[Stored records]

※ ※ ※

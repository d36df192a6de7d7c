use crate::core::loader::require_column;
use crate::domain::model::{SpeciesCounts, Table};
use crate::utils::error::{Result, SplitError};
use serde_json::Value;

/// Counts rows per species, or sums `count_column` per species when given.
/// Rows with a blank identifier are skipped.
pub fn aggregate(table: &Table, id_column: &str, count_column: Option<&str>) -> Result<SpeciesCounts> {
    require_column(table, id_column)?;
    if let Some(column) = count_column {
        require_column(table, column)?;
    }

    let mut counts = SpeciesCounts::new();
    let mut skipped = 0usize;

    for row in &table.rows {
        let Some(species) = row.get(id_column).and_then(species_key) else {
            skipped += 1;
            continue;
        };

        let amount = match count_column {
            Some(column) => row.get(column).map(count_value).unwrap_or(0),
            None => 1,
        };
        let total = counts.entry(species).or_insert(0);
        *total = total.checked_add(amount).ok_or_else(|| SplitError::Parse {
            path: table.source.clone(),
            message: format!(
                "counts in column '{}' overflow a 64-bit total",
                count_column.unwrap_or(id_column)
            ),
        })?;
    }

    if skipped > 0 {
        tracing::warn!(
            "Skipped {} row(s) in {} with an empty '{}' value",
            skipped,
            table.source,
            id_column
        );
    }
    tracing::debug!("{}: {} distinct species", table.source, counts.len());

    Ok(counts)
}

/// Identifiers are used verbatim; only missing or empty cells are rejected.
fn species_key(value: &Value) -> Option<String> {
    match value {
        Value::Null => None,
        Value::String(s) if s.is_empty() => None,
        Value::String(s) => Some(s.clone()),
        other => Some(other.to_string()),
    }
}

/// Non-negative finite numbers round to the nearest integer; anything else is zero.
fn count_value(value: &Value) -> u64 {
    let number = match value {
        Value::Number(n) => n.as_f64(),
        Value::String(s) => s.trim().parse::<f64>().ok(),
        _ => None,
    };

    match number {
        Some(n) if n.is_finite() && n >= 0.0 => n.round() as u64,
        _ => 0,
    }
}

※ ※ ※

Where a line of the records holds the word "None", copy that line.

            None => 1,
        Value::Null => None,
        Value::String(s) if s.is_empty() => None,
        _ => None,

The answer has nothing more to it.